* _What the task requires_:
When you reach the line containing "async fn play_song(store: Store, args: Vec<Value>)" in the entries below, begin reproducing lines exactly, and stop once the line containing "cache.insert(id, song.clone());" is done.

** Opening Data supplied block **

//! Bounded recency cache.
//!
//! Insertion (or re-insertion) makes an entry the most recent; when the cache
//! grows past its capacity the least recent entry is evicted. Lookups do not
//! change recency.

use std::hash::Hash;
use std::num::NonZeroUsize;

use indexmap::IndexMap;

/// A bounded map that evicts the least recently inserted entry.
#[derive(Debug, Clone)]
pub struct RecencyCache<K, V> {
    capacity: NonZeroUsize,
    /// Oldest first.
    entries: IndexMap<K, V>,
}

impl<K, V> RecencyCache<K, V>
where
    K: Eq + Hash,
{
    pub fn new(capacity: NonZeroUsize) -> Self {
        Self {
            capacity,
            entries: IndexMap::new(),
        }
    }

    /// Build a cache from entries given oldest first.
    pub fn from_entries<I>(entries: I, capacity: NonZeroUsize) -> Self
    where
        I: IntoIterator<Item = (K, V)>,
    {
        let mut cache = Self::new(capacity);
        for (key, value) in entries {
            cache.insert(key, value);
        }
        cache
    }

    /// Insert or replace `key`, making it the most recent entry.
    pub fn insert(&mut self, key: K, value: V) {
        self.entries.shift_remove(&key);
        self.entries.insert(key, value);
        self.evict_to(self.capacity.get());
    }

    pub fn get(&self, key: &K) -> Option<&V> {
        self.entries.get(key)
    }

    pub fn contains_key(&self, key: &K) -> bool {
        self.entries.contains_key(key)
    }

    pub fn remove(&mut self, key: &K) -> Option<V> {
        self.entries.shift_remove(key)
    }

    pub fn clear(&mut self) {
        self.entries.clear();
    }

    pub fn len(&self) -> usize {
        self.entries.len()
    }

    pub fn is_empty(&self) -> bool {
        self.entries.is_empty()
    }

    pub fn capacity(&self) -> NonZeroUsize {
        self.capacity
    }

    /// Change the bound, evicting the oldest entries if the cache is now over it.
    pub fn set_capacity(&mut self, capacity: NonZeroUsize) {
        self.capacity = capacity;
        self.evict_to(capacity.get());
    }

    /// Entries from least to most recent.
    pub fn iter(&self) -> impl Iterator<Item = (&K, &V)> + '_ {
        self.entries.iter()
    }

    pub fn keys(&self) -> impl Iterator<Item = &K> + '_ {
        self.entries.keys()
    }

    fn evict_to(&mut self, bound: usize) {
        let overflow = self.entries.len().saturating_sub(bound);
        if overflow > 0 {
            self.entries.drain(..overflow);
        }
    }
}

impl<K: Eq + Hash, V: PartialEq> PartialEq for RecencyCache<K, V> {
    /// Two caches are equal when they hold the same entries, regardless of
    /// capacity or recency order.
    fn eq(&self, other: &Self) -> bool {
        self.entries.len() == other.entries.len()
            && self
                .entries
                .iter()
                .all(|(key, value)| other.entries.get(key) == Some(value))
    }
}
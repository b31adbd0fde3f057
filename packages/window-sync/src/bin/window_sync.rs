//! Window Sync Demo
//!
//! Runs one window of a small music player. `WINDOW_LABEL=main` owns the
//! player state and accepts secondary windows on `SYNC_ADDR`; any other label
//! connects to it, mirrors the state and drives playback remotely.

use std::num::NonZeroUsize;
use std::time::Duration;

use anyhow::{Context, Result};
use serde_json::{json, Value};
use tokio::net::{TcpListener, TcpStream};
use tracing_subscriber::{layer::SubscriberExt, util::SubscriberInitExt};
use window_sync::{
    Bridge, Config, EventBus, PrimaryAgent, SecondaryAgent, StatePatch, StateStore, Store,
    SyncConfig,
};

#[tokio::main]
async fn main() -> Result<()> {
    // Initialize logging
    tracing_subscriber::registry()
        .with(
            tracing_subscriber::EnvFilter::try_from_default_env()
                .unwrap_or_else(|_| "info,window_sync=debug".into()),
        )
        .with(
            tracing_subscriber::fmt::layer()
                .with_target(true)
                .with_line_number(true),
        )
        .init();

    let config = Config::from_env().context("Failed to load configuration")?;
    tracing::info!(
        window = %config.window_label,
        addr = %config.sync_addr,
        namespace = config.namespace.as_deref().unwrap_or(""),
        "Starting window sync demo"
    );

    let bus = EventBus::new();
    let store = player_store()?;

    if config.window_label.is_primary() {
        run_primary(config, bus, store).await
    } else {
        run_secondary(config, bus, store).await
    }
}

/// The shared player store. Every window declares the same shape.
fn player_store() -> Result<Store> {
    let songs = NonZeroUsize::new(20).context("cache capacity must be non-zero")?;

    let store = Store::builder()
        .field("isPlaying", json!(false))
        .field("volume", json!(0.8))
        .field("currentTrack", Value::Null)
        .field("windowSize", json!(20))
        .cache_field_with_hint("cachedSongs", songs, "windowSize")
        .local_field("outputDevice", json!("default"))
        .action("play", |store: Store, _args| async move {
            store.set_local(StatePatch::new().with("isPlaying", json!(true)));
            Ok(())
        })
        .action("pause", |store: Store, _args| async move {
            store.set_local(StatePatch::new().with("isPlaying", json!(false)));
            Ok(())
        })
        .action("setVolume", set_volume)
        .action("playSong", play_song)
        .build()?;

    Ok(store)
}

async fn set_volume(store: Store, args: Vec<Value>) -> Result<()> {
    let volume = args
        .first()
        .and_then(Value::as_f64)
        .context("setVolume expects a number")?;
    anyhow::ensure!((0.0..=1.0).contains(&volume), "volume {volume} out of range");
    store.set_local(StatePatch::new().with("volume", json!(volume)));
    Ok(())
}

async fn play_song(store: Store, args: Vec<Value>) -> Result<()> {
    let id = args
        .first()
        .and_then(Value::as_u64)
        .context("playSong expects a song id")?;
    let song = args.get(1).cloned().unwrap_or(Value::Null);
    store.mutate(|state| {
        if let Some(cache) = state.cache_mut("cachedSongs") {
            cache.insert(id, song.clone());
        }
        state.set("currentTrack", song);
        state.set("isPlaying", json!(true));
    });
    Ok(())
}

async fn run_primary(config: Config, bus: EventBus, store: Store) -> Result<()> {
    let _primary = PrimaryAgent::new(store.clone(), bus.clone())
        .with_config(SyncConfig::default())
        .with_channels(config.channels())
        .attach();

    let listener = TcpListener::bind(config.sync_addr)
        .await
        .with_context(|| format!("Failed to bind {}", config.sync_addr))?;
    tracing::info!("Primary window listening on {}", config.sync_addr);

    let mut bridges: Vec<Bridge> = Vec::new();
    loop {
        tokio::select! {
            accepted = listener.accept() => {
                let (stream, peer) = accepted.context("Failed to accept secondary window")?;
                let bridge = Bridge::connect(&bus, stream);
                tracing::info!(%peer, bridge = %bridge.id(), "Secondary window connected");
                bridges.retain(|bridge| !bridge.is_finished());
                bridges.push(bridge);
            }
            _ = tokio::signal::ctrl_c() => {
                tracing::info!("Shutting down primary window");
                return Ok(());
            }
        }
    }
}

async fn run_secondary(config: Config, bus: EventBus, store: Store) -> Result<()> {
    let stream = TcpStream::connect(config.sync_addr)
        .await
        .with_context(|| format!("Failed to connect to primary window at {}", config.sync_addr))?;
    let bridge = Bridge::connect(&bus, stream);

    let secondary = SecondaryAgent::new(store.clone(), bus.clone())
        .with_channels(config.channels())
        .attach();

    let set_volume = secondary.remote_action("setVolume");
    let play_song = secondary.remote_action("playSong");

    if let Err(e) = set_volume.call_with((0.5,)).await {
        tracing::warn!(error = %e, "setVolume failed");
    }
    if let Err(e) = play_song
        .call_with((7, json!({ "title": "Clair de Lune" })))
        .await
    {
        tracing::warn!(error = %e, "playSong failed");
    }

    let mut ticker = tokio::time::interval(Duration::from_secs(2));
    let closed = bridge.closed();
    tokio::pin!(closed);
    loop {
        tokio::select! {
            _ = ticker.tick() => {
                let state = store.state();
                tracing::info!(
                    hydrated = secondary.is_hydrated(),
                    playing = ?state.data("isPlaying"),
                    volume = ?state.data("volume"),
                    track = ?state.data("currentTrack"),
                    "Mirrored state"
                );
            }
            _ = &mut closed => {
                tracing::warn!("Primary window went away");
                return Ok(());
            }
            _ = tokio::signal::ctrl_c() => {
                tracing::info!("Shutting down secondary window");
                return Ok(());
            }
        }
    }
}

** Closing Data supplied block **

* _Reply to the task_:
async fn play_song(store: Store, args: Vec<Value>) -> Result<()> {
    let id = args
        .first()
        .and_then(Value::as_u64)
        .context("playSong expects a song id")?;
    let song = args.get(1).cloned().unwrap_or(Value::Null);
    store.mutate(|state| {
        if let Some(cache) = state.cache_mut("cachedSongs") {
            cache.insert(id, song.clone());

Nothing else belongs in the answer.